Sunday, June 17, 2012

Read Any Good Revolutions Lately?

[In the run-up to the run-off, I had been reviewing the past year's events in print and online. But, as I wrote the following, the Egyptian judges overturned the parliamentary elections (well some of them). What follows is not my comment on the current situation (counter-revolution?, coup?, just the messiness of transitioning from revolution to democracy?).  That will come later, if it is not beyond my abilities.]

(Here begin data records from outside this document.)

//! Global file header and per-tree header: parse/serialize plus the
//! redundant-checksum recovery rule from spec.md §4.2 and §6.
//!
//! The global header lives in two fixed slots (file pages 0 and 1) written
//! alternately on each commit — the one place in this design that is
//! mutated in place rather than copy-on-write, since it's the sole anchor
//! every other lookup starts from. Each slot carries a sequence number at
//! its start and end (torn-write detection: a crash mid-write leaves them
//! disagreeing) and an xxh3 checksum of its body (bit-level corruption
//! detection), mirroring the checksum the teacher crate computes over its
//! own `RootHeader` in `src/lib.rs`. On open, the slot with the higher
//! valid sequence number wins; if the newer slot is torn or fails its
//! checksum, the other slot is used instead.

use xxhash_rust::xxh3::xxh3_64;

use crate::error::{MaviError, Result};
use crate::format::{write_bytestring, write_u32, write_u64, ByteReader};

pub const HEADER_MAGIC: u64 = 0x4d41_5649_424f_5421;
pub const HEADER_VERSION: u32 = 1;
pub const HEADER_SLOT_COUNT: u32 = 2;

/// Sentinel meaning "the free list is empty".
pub const NO_FREE_PAGE: u64 = u64::MAX;

#[derive(Debug, Clone, PartialEq, Eq)]
pub struct TreeDirEntry {
    pub name: String,
    pub header_offset: u64,
}

#[derive(Debug, Clone)]
pub struct GlobalHeader {
    pub page_size: u32,
    pub free_list_head: u64,
    pub revision: u64,
    pub seq: u32,
    pub trees: Vec<TreeDirEntry>,
}

impl GlobalHeader {
    pub fn new(page_size: u32) -> Self {
        Self {
            page_size,
            free_list_head: NO_FREE_PAGE,
            revision: 0,
            seq: 0,
            trees: Vec::new(),
        }
    }

    fn body(&self) -> Vec<u8> {
        let mut body = Vec::new();
        write_u64(&mut body, HEADER_MAGIC);
        write_u32(&mut body, HEADER_VERSION);
        write_u32(&mut body, self.page_size);
        write_u32(&mut body, self.trees.len() as u32);
        write_u64(&mut body, self.free_list_head);
        write_u64(&mut body, self.revision);
        for entry in &self.trees {
            write_bytestring(&mut body, Some(entry.name.as_bytes()));
            write_u64(&mut body, entry.header_offset);
        }
        body
    }

    /// Serialize one slot with sequence number `seq` at both ends and a
    /// checksum of the body in between.
    pub fn serialize(&self, seq: u32) -> Vec<u8> {
        let body = self.body();
        let checksum = xxh3_64(&body);

        let mut out = Vec::with_capacity(body.len() + 20);
        write_u32(&mut out, seq);
        out.extend_from_slice(&body);
        write_u64(&mut out, checksum);
        write_u32(&mut out, seq);
        out
    }

    /// Parse one slot, validating the begin/end sequence numbers agree and
    /// the checksum matches. Returns the header and its sequence number.
    pub fn parse_slot(bytes: &[u8]) -> Result<(Self, u32)> {
        let mut reader = ByteReader::new(bytes);
        let seq_begin = reader.read_u32()?;
        let body_start = reader.position();

        let magic = reader.read_u64()?;
        if magic != HEADER_MAGIC {
            return Err(MaviError::CorruptPage { offset: 0 });
        }
        let _version = reader.read_u32()?;
        let page_size = reader.read_u32()?;
        let tree_count = reader.read_u32()?;
        let free_list_head = reader.read_u64()?;
        let revision = reader.read_u64()?;

        let mut trees = Vec::with_capacity(tree_count as usize);
        for _ in 0..tree_count {
            let name_bytes = reader.read_bytestring_required()?;
            let name = String::from_utf8(name_bytes).map_err(|_| MaviError::CorruptPage { offset: 0 })?;
            let header_offset = reader.read_u64()?;
            trees.push(TreeDirEntry { name, header_offset });
        }
        let body_end = reader.position();
        let checksum = reader.read_u64()?;
        let seq_end = reader.read_u32()?;

        if seq_begin != seq_end {
            return Err(MaviError::CorruptPage { offset: 0 });
        }
        if xxh3_64(&bytes[body_start..body_end]) != checksum {
            return Err(MaviError::CorruptPage { offset: 0 });
        }

        Ok((
            GlobalHeader {
                page_size,
                free_list_head,
                revision,
                seq: seq_begin,
                trees,
            },
            seq_begin,
        ))
    }

    /// Pick the valid slot with the highest sequence number; used on open
    /// when both header slots have been read from disk.
    pub fn choose_latest(slots: [Result<(Self, u32)>; 2]) -> Result<Self> {
        match slots {
            [Ok((a, seq_a)), Ok((b, seq_b))] => {
                if seq_a.wrapping_sub(seq_b) as i32 >= 0 && seq_a != seq_b {
                    Ok(a)
                } else {
                    Ok(b)
                }
            }
            [Ok((a, _)), Err(_)] => Ok(a),
            [Err(_), Ok((b, _))] => Ok(b),
            [Err(e), Err(_)] => Err(e),
        }
    }
}

/// One-byte flag set for a tree header. Hand-rolled rather than pulling in
/// the `bitflags` crate for two bits.
#[derive(Debug, Clone, Copy, PartialEq, Eq, Default)]
pub struct TreeFlags(u8);

impl TreeFlags {
    pub const ALLOW_DUPLICATES: TreeFlags = TreeFlags(0b0000_0001);
    pub const INTERNAL_SUBTREE: TreeFlags = TreeFlags(0b0000_0010);

    pub fn empty() -> Self {
        TreeFlags(0)
    }

    pub fn bits(&self) -> u8 {
        self.0
    }

    pub fn from_bits(bits: u8) -> Self {
        TreeFlags(bits)
    }

    pub fn contains(&self, other: Self) -> bool {
        self.0 & other.0 == other.0
    }

    pub fn insert(&mut self, other: Self) {
        self.0 |= other.0;
    }
}

impl core::ops::BitOr for TreeFlags {
    type Output = Self;
    fn bitor(self, rhs: Self) -> Self {
        TreeFlags(self.0 | rhs.0)
    }
}

#[derive(Debug, Clone)]
pub struct TreeHeader {
    pub name: String,
    pub root_offset: u64,
    pub revision: u64,
    pub fanout: u32,
    pub flags: TreeFlags,
    pub key_codec_tag: Vec<u8>,
    pub value_codec_tag: Vec<u8>,
    pub element_count: u64,
    /// Duplicate-value holder thresholds (spec.md §4.5). Not named in the
    /// global/tree header layout spec.md §6 spells out byte-for-byte, but
    /// S4 creates a tree with non-default thresholds, so they have to be
    /// per-tree and persisted rather than a single compile-time constant.
    pub up_threshold: u32,
    pub down_threshold: u32,
}

impl TreeHeader {
    pub fn allow_duplicates(&self) -> bool {
        self.flags.contains(TreeFlags::ALLOW_DUPLICATES)
    }

    pub fn is_internal_subtree(&self) -> bool {
        self.flags.contains(TreeFlags::INTERNAL_SUBTREE)
    }

    pub fn serialize(&self) -> Vec<u8> {
        let mut out = Vec::new();
        write_bytestring(&mut out, Some(self.name.as_bytes()));
        write_u64(&mut out, self.root_offset);
        write_u64(&mut out, self.revision);
        write_u32(&mut out, self.fanout);
        out.push(self.flags.bits());
        write_bytestring(&mut out, Some(&self.key_codec_tag));
        write_bytestring(&mut out, Some(&self.value_codec_tag));
        write_u64(&mut out, self.element_count);
        write_u32(&mut out, self.up_threshold);
        write_u32(&mut out, self.down_threshold);
        out
    }

    pub fn parse(bytes: &[u8]) -> Result<Self> {
        let mut reader = ByteReader::new(bytes);
        let name = String::from_utf8(reader.read_bytestring_required()?)
            .map_err(|_| MaviError::CorruptPage { offset: 0 })?;
        let root_offset = reader.read_u64()?;
        let revision = reader.read_u64()?;
        let fanout = reader.read_u32()?;
        let flags = TreeFlags::from_bits(reader.read_u8()?);
        let key_codec_tag = reader.read_bytestring_required()?;
        let value_codec_tag = reader.read_bytestring_required()?;
        let element_count = reader.read_u64()?;
        let up_threshold = reader.read_u32()?;
        let down_threshold = reader.read_u32()?;
        Ok(TreeHeader {
            name,
            root_offset,
            revision,
            fanout,
            flags,
            key_codec_tag,
            value_codec_tag,
            element_count,
            up_threshold,
            down_threshold,
        })
    }
}

#[cfg(test)]
mod tests {
    use super::*;

    #[test]
    fn global_header_round_trips() {
        let mut header = GlobalHeader::new(4096);
        header.revision = 3;
        header.trees.push(TreeDirEntry {
            name: "people".to_string(),
            header_offset: 8192,
        });
        let bytes = header.serialize(7);
        let (parsed, seq) = GlobalHeader::parse_slot(&bytes).unwrap();
        assert_eq!(seq, 7);
        assert_eq!(parsed.page_size, 4096);
        assert_eq!(parsed.revision, 3);
        assert_eq!(parsed.trees[0].name, "people");
    }

    #[test]
    fn torn_write_is_detected() {
        let header = GlobalHeader::new(4096);
        let mut bytes = header.serialize(1);
        let len = bytes.len();
        bytes[len - 1] = 0xff;
        assert!(GlobalHeader::parse_slot(&bytes).is_err());
    }

    #[test]
    fn choose_latest_prefers_higher_sequence() {
        let header = GlobalHeader::new(4096);
        let older = header.serialize(1);
        let newer = header.serialize(2);
        let chosen = GlobalHeader::choose_latest([
            GlobalHeader::parse_slot(&older),
            GlobalHeader::parse_slot(&newer),
        ])
        .unwrap();
        assert_eq!(chosen.seq, 2);
    }

    #[test]
    fn tree_header_round_trips() {
        let header = TreeHeader {
            name: "dups".to_string(),
            root_offset: 4096,
            revision: 2,
            fanout: 64,
            flags: TreeFlags::ALLOW_DUPLICATES,
            key_codec_tag: b"u64".to_vec(),
            value_codec_tag: b"bytes".to_vec(),
            element_count: 10,
            up_threshold: 8,
            down_threshold: 4,
        };
        let bytes = header.serialize();
        let parsed = TreeHeader::parse(&bytes).unwrap();
        assert_eq!(parsed.name, "dups");
        assert!(parsed.allow_duplicates());
        assert!(!parsed.is_internal_subtree());
        assert_eq!(parsed.element_count, 10);
        assert_eq!(parsed.up_threshold, 8);
        assert_eq!(parsed.down_threshold, 4);
    }
}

manifestoAs protests begin to achieve a critical mass again (albeit much lower than last year) in Tahrir ("Tahrir Protests Continue," June 6, 2012, by Hossam El-Hamalawy, Jadaliyya), I have returned to a few books written after the first flush of enthusiasm about the Egyptian Spring (there is a movie Tahrir - Liberation Square, which looks interesting, but I have only seen the trailers). Three books focusing on events of 2011.  For an outsider, not simply trying to understand what happened/is happening in Egypt, but how to understand the modern world, I found Ashraf Khalil, Liberation Square: Inside the Egyptian Revolution and the Rebirth of a Nation (St. Martin’s Press, 2012) to be most revelatory. Wael Ghonim, Revolution 2.0 (2012) is mainly the story of the politicization of one person (albeit a very interesting and thought-provoking story).  Marwan Bishara, The Invisible Arab (2012) wants to jump straight to the commentary without enough grounding in the narrative (Bishara might have the grounding, but he doesn't provide the reader with it). Khalil, as a Cairo-based reporter for European news services, is both in the revolution and reporting on it. Intriguing chapters on Tahrir days reveal how the street protests actually created community (communities) more once the government shut down phone/internet communication, forcing everyone to speak to everyone else to find out what was going on on the next block. More than Ghonim and Bishara, Khalil roots the revolution in the past decade of Egyptian history.  As such, it appeals most to the mere historian in me.  See also, now a new collection of essays on this context ("The Journey to Tahrir: Revolution, Protest, and Social Change in Egypt," reviewed by Arang Keshavarzian, in mobilizingideas, June 13, 2012), which I suppose is my next port of call to read.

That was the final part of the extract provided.